Sorry, I got carried away...

If you drive in a circle, this friction (which prevents the tires from slipping) will always point towards the centre of that circle.

I still don't understand how the friction points toward the centre. look at this rough sketch i made
http://tinypic.com/view.php?pic=24np9o5&s=6
the red arrow is the force of the car and the blue arrow is the same force, after turning. Now in both these cases the friction is the brown(backward) arrow, which is the same again for both cases, so how are these frictional force acting towards the centre, they are acting at a tangent, like the engine force.

 

[mutineer123]

okay Imagine a car turning in a levelled road. The vertical forces are balance, s there is no vertical acceleration. In the horizontal component, there is a friction force(which the book says is the unbalanced force). NOw why is the engine's force ignored? If it is accounted for, and if it is equal to the frictional force, then there would be no angular acceleration right? and hence no centripetal force...

 

[azizlwl]

If you drive in a circle, this friction (which prevents the tires from slipping) will always point towards the centre of that circle.

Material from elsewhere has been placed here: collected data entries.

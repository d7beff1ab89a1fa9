//! WanderPlan - Terminal Trip Planner
//!
//! A terminal-based trip planner built in Rust. Authenticate, browse
//! destinations, build a day-by-day itinerary by moving activities between
//! the pool and day columns, and estimate booking costs. All state is
//! persisted locally after every change.

use std::io;

use crossterm::{
    event::{self, DisableMouseCapture, EnableMouseCapture, Event, KeyEventKind},
    execute,
    terminal::{EnterAlternateScreen, LeaveAlternateScreen, disable_raw_mode, enable_raw_mode},
};
use ratatui::{
    Terminal,
    backend::{Backend, CrosstermBackend},
};

mod domain;
mod application;
mod infrastructure;
mod presentation;

use application::App;
use infrastructure::{DEFAULT_STORE_FILE, FileStore};
use presentation::{InputHandler, render_ui};

/// Entry point for the WanderPlan terminal application.
///
/// Opens the local key-value store, sets up the terminal interface, and
/// runs the main event loop until the user quits.
///
/// # Errors
///
/// Returns an error if terminal setup fails or if there are issues with
/// the terminal interface during runtime.
fn main() -> Result<(), Box<dyn std::error::Error>> {
    enable_raw_mode()?;
    let mut stdout = io::stdout();
    execute!(stdout, EnterAlternateScreen, EnableMouseCapture)?;
    let backend = CrosstermBackend::new(stdout);
    let mut terminal = Terminal::new(backend)?;

    let store = FileStore::open(DEFAULT_STORE_FILE);
    let mut app = App::new(store);
    let res = run_app(&mut terminal, &mut app);

    disable_raw_mode()?;
    execute!(
        terminal.backend_mut(),
        LeaveAlternateScreen,
        DisableMouseCapture
    )?;
    terminal.show_cursor()?;

    if let Err(err) = res {
        println!("{err:?}");
    }

    Ok(())
}

/// Main application event loop.
///
/// Renders the UI and dispatches keyboard and mouse events to the input
/// handler until the quit flag is set.
fn run_app<B: Backend>(terminal: &mut Terminal<B>, app: &mut App<FileStore>) -> io::Result<()> {
    loop {
        let mut frame_area = ratatui::layout::Rect::default();
        terminal.draw(|f| {
            frame_area = f.area();
            render_ui(f, app);
        })?;

        match event::read()? {
            Event::Key(key) => {
                if key.kind == KeyEventKind::Press {
                    InputHandler::handle_key_event(app, key.code, key.modifiers);
                }
            }
            Event::Mouse(mouse) => {
                InputHandler::handle_mouse_event(app, mouse, frame_area);
            }
            _ => {}
        }

        if app.should_quit {
            return Ok(());
        }
    }
}
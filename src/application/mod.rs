//! Application layer managing state and business workflows.
//!
//! This module coordinates between the domain layer and presentation layer:
//! [`planner`] owns and mutates the trip aggregate, [`state`] carries the
//! UI application state around it.

pub mod planner;
pub mod state;

pub use planner::*;
pub use state::*;
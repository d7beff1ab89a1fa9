//! Infrastructure layer providing external service integrations.
//!
//! This module contains implementations for external concerns: the
//! key-value store and versioned payload codec, local credential storage,
//! and CSV export.

pub mod persistence;
pub mod auth;
pub mod export;

pub use persistence::*;
pub use auth::*;
pub use export::*;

I still don't understand how the friction points toward the centre. look at this rough sketch i made
http://tinypic.com/view.php?pic=24np9o5&s=6
the red arrow is the force of the car and the blue arrow is the same force, after turning. Now in both these cases the friction is the brown(backward) arrow, which is the same again for both cases, so how are these frictional force acting towards the centre, they are acting at a tangent, like the engine force.

2 forces required here.
One to move forward, tangent to the curve overcoming the friction between tyres and road surface.
The other is to change the direction of the car. The direction is towards the center.

 

[cepheid]

If you drive in a circle, this friction (which prevents the tires from slipping) will always point towards the centre of that circle.

I still don't understand how the friction points toward the centre. look at this rough sketch i made
http://tinypic.com/view.php?pic=24np9o5&s=6
the red arrow is the force of the car and the blue arrow is the same force, after turning. Now in both these cases the friction is the brown(backward) arrow, which is the same again for both cases, so how are these frictional force acting towards the centre, they are acting at a tangent, like the engine force.

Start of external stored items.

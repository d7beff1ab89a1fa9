//! Application state management for the terminal trip planner.
//!
//! [`App`] carries everything the presentation layer needs besides the trip
//! itself: the current screen and input mode, the board cursor, input
//! buffers, the in-flight drag, and transient status messages. The trip
//! aggregate lives behind [`TripPlanner`] and is only reached through its
//! operations.

use crate::application::planner::TripPlanner;
use crate::domain::dnd::{DragChannel, DragSource};
use crate::domain::models::{
    ActivityPatch, BookingSelection, Destination, MoveRequest, Slot, destination_catalog,
};
use crate::domain::services::format_currency;
use crate::infrastructure::auth::CredentialStore;
use crate::infrastructure::persistence::{KeyValueStore, get_flag, set_flag, storage_keys};

/// Which screen is showing. Replaces the original hash router; navigation
/// is auth-gated in [`App::navigate`].
#[derive(Debug, Clone, Copy, PartialEq, Eq)]
pub enum Route {
    Login,
    Signup,
    Planner,
    Destinations,
    Booking,
    Budget,
}

/// Input mode within the planner screen.
#[derive(Debug, Clone, Copy, PartialEq, Eq)]
pub enum AppMode {
    /// Normal navigation - cursor movement and shortcuts
    Normal,
    /// Typing the title for a new pool activity
    NewActivity,
    /// Editing the fields of an existing activity
    EditActivity,
    /// Typing a new trip name
    RenameTrip,
    /// Typing the trip start date
    StartDate,
    /// Typing the target day count
    TripLength,
    /// Typing the CSV export filename
    ExportCsv,
    /// Help screen is displayed
    Help,
    /// First-run onboarding popup is displayed
    Onboarding,
}

/// A container column on the board: the pool sidebar or a day by position.
#[derive(Debug, Clone, Copy, PartialEq, Eq)]
pub enum BoardColumn {
    Pool,
    Day(usize),
}

pub const EDIT_FIELD_LABELS: [&str; 5] = ["Title", "Time", "Location", "Note", "Emoji"];

pub struct App<S: KeyValueStore> {
    pub planner: TripPlanner<S>,
    pub credentials: CredentialStore<S>,
    pub store: S,
    pub route: Route,
    pub mode: AppMode,
    /// Board cursor: which container, and which activity within it
    pub column: BoardColumn,
    pub selected: usize,
    /// Shared input buffer for the single-line input modes
    pub input: String,
    /// Byte offset of the cursor within the active buffer
    pub cursor_position: usize,
    pub status_message: Option<String>,
    pub help_scroll: usize,
    /// Buffers for the activity editor, one per field
    pub edit_fields: [String; 5],
    pub edit_field: usize,
    pub editing_activity: Option<String>,
    /// Login/signup form
    pub auth_email: String,
    pub auth_password: String,
    pub auth_confirm: String,
    pub auth_field: usize,
    pub auth_error: Option<String>,
    /// Destination browser
    pub destinations: Vec<Destination>,
    pub destination_index: usize,
    /// Booking form
    pub booking: BookingSelection,
    pub booking_field: usize,
    /// In-flight drag payload channel, if a drag is active
    pub drag: Option<DragChannel>,
    /// Container currently highlighted as a drop target
    pub drag_over: Option<BoardColumn>,
    pub should_quit: bool,
}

The role of friction in the motion of a car is more complicated than for a box that you push along a horizontal surface. For the box, you're trying to make the box *slide* forwards along the surface. As a result, friction with the surface opposes this sliding, and hence is directed rearwards.

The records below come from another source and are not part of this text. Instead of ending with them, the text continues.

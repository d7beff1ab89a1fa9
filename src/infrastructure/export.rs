use crate::domain::TripPlan;

pub struct CsvExporter;

impl CsvExporter {
    /// Writes the itinerary to a CSV file: one row per activity, day rows
    /// first in itinerary order, pool rows last under the "Pool" label.
    pub fn export_itinerary(plan: &TripPlan, filename: &str) -> Result<String, String> {
        let mut writer = csv::Writer::from_path(filename).map_err(|e| e.to_string())?;

        writer
            .write_record(["Day", "Date", "Time", "Title", "Location", "Note"])
            .map_err(|e| e.to_string())?;

        for day in &plan.days {
            for activity in &day.activities {
                writer
                    .write_record([
                        day.title.as_str(),
                        day.date.as_str(),
                        activity.time.as_str(),
                        activity.title.as_str(),
                        activity.location.as_str(),
                        activity.note.as_str(),
                    ])
                    .map_err(|e| e.to_string())?;
            }
        }

        for activity in &plan.unassigned_activities {
            writer
                .write_record([
                    "Pool",
                    "",
                    activity.time.as_str(),
                    activity.title.as_str(),
                    activity.location.as_str(),
                    activity.note.as_str(),
                ])
                .map_err(|e| e.to_string())?;
        }

        writer.flush().map_err(|e| e.to_string())?;
        Ok(filename.to_string())
    }
}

In contrast, a car doesn't slide across the road, it rolls. For a car, friction with the road is not rearwards and it does *not* impede the motion of the car. On the contrary, friction with the road is what *allows* this motion to happen. The tire grips the road, pushing backwards on it as it rotates. The road, in turn, pushes forwards on the car, propelling it forwards. I don't have time to explain this further, so Google "Rolling Without Slipping" for more details. So there is a *forwards* frictional force (RED in the diagram below) that is parallel to the tires. The diagram below depicts a (transparent) car viewed from the top down, with its front tires rotated to the left. The car is moving forwards, but we've just turned the tires to the left. So, the tires want to slide *laterally* across the road surface, but there is a frictional force (BLUE) that prevents this sliding from happen. This is the friction that I was referring to in my previous post (the friction that fails to be present when you *skid* across an icy road)

The resultant (i.e. vector sum) of these two friction forces is the GREEN vector in the diagram. As you can see, its direction is appropriate for changing the direction of the car's motion to follow the turn.